To make things clear: My request to fix this bug was more than a year ago. I don’t want to pay for every bug in your software.

imran.rafique · July 5, 2018, 8:41pm

@vmerz,

We do not provide fixes in the old version, and recommend our clients always try the latest version of Aspose.PDF API.

vmerz · July 6, 2018, 8:51am

@imran.rafique

Okay I didn’t know that, but that’s also not a problem. So you only need to provide a new license file so I can use the new Version. I’m also fine with this procedure.
Our subscription expired in January 2018, but I reported the bug (PDFJAVA-36669) in April 2017. So there should not be much trouble for us.
Please send me the valid license file.

imran.rafique · July 6, 2018, 1:01pm

@vmerz,

We have posted your query regarding the new license in the Aspose.Purchase forum. Please refer to this forum thread: https://forum.aspose.com/t/require-the-new-license/179356

vmerz · July 6, 2018, 2:22pm

@GeorgeClark & @imran.rafique
So is this the approach of Aspose? Just don’t fix bugs for months until the users subscription ended and then force him to pay thousands of dollars again? [ironic]Stunning is an understatement![/ironic]
This was a BUG, no Feature.

asad.ali · July 6, 2018, 10:38pm

@vmerz

Thanks for writing to us.

We apologize if any of our responses/replies made you unhappy. Please note that sometimes issues are related to specific document and they are resolved for that specific document only. The earlier logged issue PDFJAVA-36669 was reported for a specific PDF document and resolved for that in Aspose.PDF for Java 17.5 release.

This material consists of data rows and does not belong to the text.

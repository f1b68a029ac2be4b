//! Top-level CLI parser.

use clap::Parser;
use seeder_node_core::version::LONG_VERSION;

pub use seeder_node_core::args::{DataDirArgs, LogArgs, NetworkArgs};

/// Seed node for peer discovery: crawls the network and serves peer addresses.
#[derive(Debug, Parser)]
#[command(name = "seeder", author, version, long_version = LONG_VERSION.as_str(), about, long_about = None)]
pub struct Cli {
    /// Logging configuration.
    #[command(flatten)]
    pub logs: LogArgs,

    /// Data directory configuration.
    #[command(flatten)]
    pub datadir: DataDirArgs,

    /// Network overrides.
    #[command(flatten)]
    pub network: NetworkArgs,
}
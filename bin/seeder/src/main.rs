//! Seeder node binary.

#[tokio::main]
async fn main() -> eyre::Result<()> {
    seeder_node_commands::run().await
}
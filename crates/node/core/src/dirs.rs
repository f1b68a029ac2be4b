//! Directory management for the seeder.

use crate::{
    args::DataDirArgs,
    constants::{CONFIG_FILE_NAME, DATA_DIR_MODE, DEFAULT_DATA_DIR_NAME},
};
use directories::BaseDirs;
use eyre::{Result, WrapErr};
use std::{
    fs,
    path::{Path, PathBuf},
};

/// Returns the default data directory, `$HOME/.seeder`.
pub fn default_data_dir() -> Option<PathBuf> {
    BaseDirs::new().map(|dirs| dirs.home_dir().join(DEFAULT_DATA_DIR_NAME))
}

/// Resolved data directory.
#[derive(Debug, Clone)]
pub struct DataDirs {
    /// Root data directory
    pub root: PathBuf,
}

impl DataDirs {
    /// Resolve the data directory from command line args and make sure it exists.
    pub fn new(args: &DataDirArgs) -> Result<Self> {
        let root = args
            .datadir
            .clone()
            .unwrap_or_else(|| default_data_dir().unwrap_or_else(|| PathBuf::from(DEFAULT_DATA_DIR_NAME)));

        create_private_dir(&root)
            .wrap_err_with(|| format!("Failed to create directory {}", root.display()))?;

        Ok(Self { root })
    }

    /// Returns the path to the config file.
    pub fn config_file(&self) -> PathBuf {
        self.root.join(CONFIG_FILE_NAME)
    }
}

fn create_private_dir(path: &Path) -> std::io::Result<()> {
    let mut builder = fs::DirBuilder::new();
    builder.recursive(true);

    #[cfg(unix)]
    {
        use std::os::unix::fs::DirBuilderExt;
        builder.mode(DATA_DIR_MODE);
    }

    builder.create(path)
}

You are now facing similar issue for different PDF documents and after testing the scenario with latest API version, we found that issue was not occurring with latest version of the API. Which was why we suggested you to please upgrade to latest release of the API. Please note that, issues reported for older versions of the API, are used to be fixed in latest versions.

In case we were able to replicate the mentioned issue with Aspose.PDF for Java 18.6, we would definitely have been logging it in our issue tracking system and it would have resolved in later versions of the API. In that case, you would still be upgrading to latest release, in order to get issue fixed.

We again apologize that you had to make such impression about our support. Kindly, note that issues logged in free support model, are treated with low priority and resolved on first come first serve basis. Hence, resolution of the issue may take months depending upon how long is the queue of issues, logged prior to it. Whereas, in Paid Support model, we resolve issues on urgent basis and those issues have precedence over the issues logged under free support mode.

We request you to please upgrade your API to 18.6 version and in case you still face any issue, please feel free to let us know.